I did read the OP. I think you have a hard time distinguishing bald-faced emotional appeal from facts. Throughout one amazingly giant wall of text emotional appeal babble, the author gives exactly 2 specific examples of Obama flouting the constiution: Obamacare changes and recess appointments.
Bitching about recess appointments is a ****ing joke. Plenty of presidents in the past have used that, and none have faced the all-out obstructionism from congress that Obama has. No other president has ever faced filibusters over a huge chunk of their appointments. Did you know that? No, of course not.
As far as changing Obamacare - do any of you even remember that you all voted for the guy who promised to repeal Obamacare by executive order on day 1? WTF is that if not a president changing existing laws to match their own political views? At least Obama is trying to make the law work better instead of scuttle it. Modifying an existing law is a lot more against the constitution than killing it.
In 1946, legislators passed the Administrative Procedures Act, which governs the way that regulatory agencies carry out legislation. That law both gives agencies discretion in setting up laws, but holds them accountable for carrying out Congress’s intentions.
“Under the Administrative Procedure Act precedent, the courts can compel agencies that have been unreasonably delayed,” says Simon Lazarus, a senior counsel at the Constitutional Accountability Center. “Those tend to involve delays that have gone on for years.”
Courts have frequently grappled with issues of what counts as an “unreasonable” delay and, as many experts will tell you, they still haven’t set a bright line between executive discretion and disobedience.
Still, there is precedent that gives us some guidance into what is, and is not, appropriate.
In Chevron v. NRDC, a 1984 Supreme Court case, the justices granted regulatory authority when it comes to filling in any ambiguous gaps in a law. “The idea there was that the agency has the experts, and it also makes the executive branch electorally accountable,” Bagley says. “You’d want the President to be making the tough calls.”
In Congressional testimony, Treasury makes a counter argument: That the agency is by no means dispensing with the law -- they still plan to implement it -- but rather making an adjustment, well within executive discretion. The agency says this authority stems from its power to “prescribe all needful rules and regulations for the enforcement of this title.”
Moreover, this is something that the agency has done more than a dozen times before, without a peep from Congress.
“On a number of prior occasions across administrations, this authority has been used to postpone the application of new legislation when the immediate application would have subjected taxpayers to unreasonable administrative burdens or costs,” Mark Iwry, Deputy Assistant Secretary for Retirement and Health Policy at Treasury, told legislators.

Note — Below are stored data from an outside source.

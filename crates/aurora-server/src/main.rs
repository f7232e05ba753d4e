//! Aurora — seeds the chunk store at startup, then runs one maintenance command.

use std::path::{Path, PathBuf};

use anyhow::Context;
use tracing::info;
use tracing_subscriber::EnvFilter;

mod cli;

use aurora_core::AuroraConfig;
use aurora_ingest::{BootstrapLoader, Chunker, Ingester, ReaderKind};
use aurora_store::{Document, SqliteStore};
use cli::Command;

fn resolve_data_dir() -> PathBuf {
    std::env::var("AURORA_DATA_DIR")
        .map(PathBuf::from)
        .unwrap_or_else(|_| {
            let exe_dir = std::env::current_exe()
                .ok()
                .and_then(|p| p.parent().map(|p| p.to_path_buf()));
            if let Some(dir) = exe_dir {
                let parent_data = dir.join("../data");
                if parent_data.exists() {
                    return parent_data;
                }
            }
            PathBuf::from("data")
        })
}

fn main() -> anyhow::Result<()> {
    // Initialize tracing
    tracing_subscriber::fmt()
        .with_env_filter(
            EnvFilter::try_from_default_env().unwrap_or_else(|_| EnvFilter::new("info")),
        )
        .with_writer(std::io::stderr)
        .init();

    let args: Vec<String> = std::env::args().skip(1).collect();
    let command = match Command::parse(&args) {
        Ok(Command::Help) => {
            println!("{}", cli::USAGE);
            return Ok(());
        }
        Ok(command) => command,
        Err(message) => {
            eprintln!("{}", message);
            std::process::exit(1);
        }
    };

    let data_dir = resolve_data_dir();
    info!("Data directory: {}", data_dir.display());

    let config = AuroraConfig::from_env(&data_dir)?;
    let store = SqliteStore::open(&config.data_paths.vectordb)
        .map_err(|e| anyhow::anyhow!("Failed to open store: {}", e))?;
    let chunker = Chunker::from_settings(&config.chunking)?;
    let ingester = Ingester::new(&store, chunker)
        .with_pdf_pages_per_document(config.pdf_pages_per_document);

    // Seeding must finish before any command touches the store.
    BootstrapLoader::new(&config.data_paths.documents, config.bootstrap_extension.as_str())
        .run(&ingester)
        .context("bootstrap failed")?;
    info!("Store ready");

    run(command, &ingester, &store)
}

fn run(
    command: Command,
    ingester: &Ingester<'_, SqliteStore>,
    store: &SqliteStore,
) -> anyhow::Result<()> {
    match command {
        Command::Stats => print_json(&serde_json::to_value(store.stats()?)?),
        Command::List { page_size, offset } => {
            let page = ingester.list_page(page_size, offset)?;
            print_json(&serde_json::to_value(&page)?);
        }
        Command::Get { id } => {
            let doc = ingester.get_by_id(&id)?;
            print_json(&serde_json::to_value(&doc)?);
        }
        Command::Ingest { path } => {
            let bytes = read_file(&path)?;
            let kind = ReaderKind::for_path(&path);
            let chunks = ingester
                .ingest_from_reader(&bytes, kind)
                .with_context(|| format!("ingesting {}", path.display()))?;
            let ids: Vec<&str> = chunks.iter().filter_map(Document::id).collect();
            print_json(&serde_json::json!({ "chunks": ids.len(), "ids": ids }));
        }
        Command::Replace { id, path } => {
            let bytes = read_file(&path)?;
            let text = String::from_utf8(bytes)
                .with_context(|| format!("{} is not UTF-8 text", path.display()))?;
            let doc = ingester.replace(&id, Document::new(text))?;
            print_json(&serde_json::to_value(&doc)?);
        }
        Command::Delete { id } => {
            let removed = ingester.delete(&id)?;
            print_json(&serde_json::json!({ "id": id, "removed": removed }));
        }
        Command::Help => println!("{}", cli::USAGE),
    }
    Ok(())
}

fn read_file(path: &Path) -> anyhow::Result<Vec<u8>> {
    std::fs::read(path).with_context(|| format!("reading {}", path.display()))
}

fn print_json(value: &serde_json::Value) {
    match serde_json::to_string_pretty(value) {
        Ok(text) => println!("{}", text),
        Err(_) => println!("{}", value),
    }
}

Its also possible, legal experts say, that it's too soon to determine whether this delay counts as not implementing the Affordable Care Act – or if it's a more mundane show of discretion. If the administration had, for example, announced that it never intended to require employers to provide health benefits, that would near certainly be seen as flouting the law. But if they delay it until 2016, or 2017? That’s a greyer area.
“It depends on whether there’s really clear progress towards the implementation of the statute,” says Rob Weiner, a former associate deputy attorney at the Department of Justice, whose work focused heavily on Affordable Care Act litigation. “If they were doing nothing, at some point, I think that a court would suggest it's not an exercise of discretion and say enough is enough.”